Beta diversity is another name for sample dissimilarity. It quantifies
differences in the overall taxonomic composition between two samples.

Common indices include Bray-Curtis, Unifrac, Jaccard index, and the
Aitchison distance. Each of these (dis)similarity measures emphasizes
different aspects. For example, UniFrac incorporates phylogenetic
information, and Jaccard index ignores exact abundances and considers
only presence/absence values. For more background information
and examples, you can check the dedicated section in [online
book](https://microbiome.github.io/OMA/microbiome-diversity.html#beta-diversity).


## Examples of PCoA with different settings

Beta diversity estimation generates a (dis)similarity matrix that
contains for each sample (rows) the dissimilarity to any other sample
(columns).

This complex set of pairwise relations can be visualized in
informative ways, and even coupled with other explanatory
variables.
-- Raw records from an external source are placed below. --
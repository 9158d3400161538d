use async_graphql::{Context, Object, ID};

use super::error::GraphqlResultExt;
use super::types::{AggregateItem, ItemConnection, ItemObject, ItemOrderBy, OrderObject, UserObject};
use super::{request_context, services};
use crate::shared::PageWindow;

pub struct QueryRoot;

#[Object]
impl QueryRoot {
    /// One storefront page of items, newest first unless `orderBy` says otherwise.
    async fn items(
        &self,
        ctx: &Context<'_>,
        skip: Option<i32>,
        first: Option<i32>,
        order_by: Option<ItemOrderBy>,
    ) -> async_graphql::Result<Vec<ItemObject>> {
        let items = services(ctx)?
            .catalog
            .items(
                order_by.unwrap_or_default().into(),
                PageWindow::from_args(skip, first),
            )
            .await
            .gql()?;
        Ok(items.into_iter().map(ItemObject).collect())
    }

    async fn item(&self, ctx: &Context<'_>, id: ID) -> async_graphql::Result<Option<ItemObject>> {
        let item = services(ctx)?.catalog.item(&id).await.gql()?;
        Ok(item.map(ItemObject))
    }

    async fn items_connection(&self, ctx: &Context<'_>) -> async_graphql::Result<ItemConnection> {
        let count = services(ctx)?.catalog.count().await.gql()?;
        Ok(ItemConnection {
            aggregate: AggregateItem { count },
        })
    }

    /// The signed-in user, or `null`.
    async fn me(&self, ctx: &Context<'_>) -> Option<UserObject> {
        request_context(ctx).user().cloned().map(UserObject)
    }

    async fn users(&self, ctx: &Context<'_>) -> async_graphql::Result<Vec<UserObject>> {
        let users = services(ctx)?
            .accounts
            .list_users(request_context(ctx))
            .await
            .gql()?;
        Ok(users.into_iter().map(UserObject).collect())
    }

    async fn order(&self, ctx: &Context<'_>, id: ID) -> async_graphql::Result<OrderObject> {
        let order = services(ctx)?
            .checkout
            .order(request_context(ctx), &id)
            .await
            .gql()?;
        Ok(OrderObject(order))
    }

    async fn orders(&self, ctx: &Context<'_>) -> async_graphql::Result<Vec<OrderObject>> {
        let orders = services(ctx)?
            .checkout
            .orders(request_context(ctx))
            .await
            .gql()?;
        Ok(orders.into_iter().map(OrderObject).collect())
    }
}
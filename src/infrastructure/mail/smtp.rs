use async_trait::async_trait;
use lettre::message::header::ContentType;
use lettre::message::Mailbox;
use lettre::transport::smtp::authentication::Credentials;
use lettre::{AsyncSmtpTransport, AsyncTransport, Message, Tokio1Executor};
use tracing::{error, info};

use crate::domain::{DomainError, DomainResult, MailMessage, Mailer};

const SERVICE: &str = "mail";

#[derive(Debug, Clone)]
pub struct SmtpConfig {
    pub host: String,
    pub port: u16,
    pub user: String,
    pub password: String,
    /// STARTTLS relay when true, plaintext otherwise (local catchers like Mailtrap/MailHog).
    pub starttls: bool,
}

impl Default for SmtpConfig {
    fn default() -> Self {
        Self {
            host: "localhost".to_string(),
            port: 1025,
            user: String::new(),
            password: String::new(),
            starttls: false,
        }
    }
}

pub struct SmtpMailer {
    transport: AsyncSmtpTransport<Tokio1Executor>,
}

impl SmtpMailer {
    pub fn new(config: &SmtpConfig) -> DomainResult<Self> {
        let builder = if config.starttls {
            AsyncSmtpTransport::<Tokio1Executor>::starttls_relay(&config.host)
                .map_err(|e| DomainError::upstream(SERVICE, e))?
        } else {
            AsyncSmtpTransport::<Tokio1Executor>::builder_dangerous(&config.host)
        };

        let mut builder = builder.port(config.port);
        if !config.user.is_empty() {
            builder = builder.credentials(Credentials::new(
                config.user.clone(),
                config.password.clone(),
            ));
        }

        Ok(Self {
            transport: builder.build(),
        })
    }
}

fn parse_mailbox(address: &str) -> DomainResult<Mailbox> {
    address
        .parse()
        .map_err(|e| DomainError::Validation(format!("Invalid email address {}: {}", address, e)))
}

pub(crate) fn build_message(message: &MailMessage) -> DomainResult<Message> {
    Message::builder()
        .from(parse_mailbox(&message.from)?)
        .to(parse_mailbox(&message.to)?)
        .subject(message.subject.as_str())
        .header(ContentType::TEXT_HTML)
        .body(message.html.clone())
        .map_err(|e| DomainError::upstream(SERVICE, e))
}

#[async_trait]
impl Mailer for SmtpMailer {
    async fn send_mail(&self, message: MailMessage) -> DomainResult<()> {
        let email = build_message(&message)?;

        match self.transport.send(email).await {
            Ok(_) => {
                info!(to = %message.to, subject = %message.subject, "Email sent");
                Ok(())
            }
            Err(e) => {
                error!(to = %message.to, error = %e, "Failed to send email");
                Err(DomainError::upstream(SERVICE, e))
            }
        }
    }
}

/// Writes messages to the log instead of delivering them. Used when mail is disabled.
#[derive(Debug, Default)]
pub struct LogMailer;

#[async_trait]
impl Mailer for LogMailer {
    async fn send_mail(&self, message: MailMessage) -> DomainResult<()> {
        info!(
            to = %message.to,
            subject = %message.subject,
            body = %message.html,
            "Mail delivery disabled, logging message"
        );
        Ok(())
    }
}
As a first step, we compress the information to a lower
dimensionality, or fewer principal components, and then visualize
sample similarity based on that using ordination techniques, such as
Principal Coordinate Analysis (PCoA). PCoA is a non-linear dimension
reduction technique, and with Euclidean distances it is is identical
to the linear PCA (except for potential scaling).

We typically retain just the two (or three) most informative top
components, and ignore the other information. Each sample has a score
on each of these components, and each component measures the variation
across a set of correlated taxa. The top components are then easily
visualized on a two (or three) dimensional display.

Let us next look at some concrete examples.


### PCoA for ASV-level data with Bray-Curtis

Let us start with PCoA based on a Bray-Curtis dissimilarity matrix
calculated at Genus level abundances.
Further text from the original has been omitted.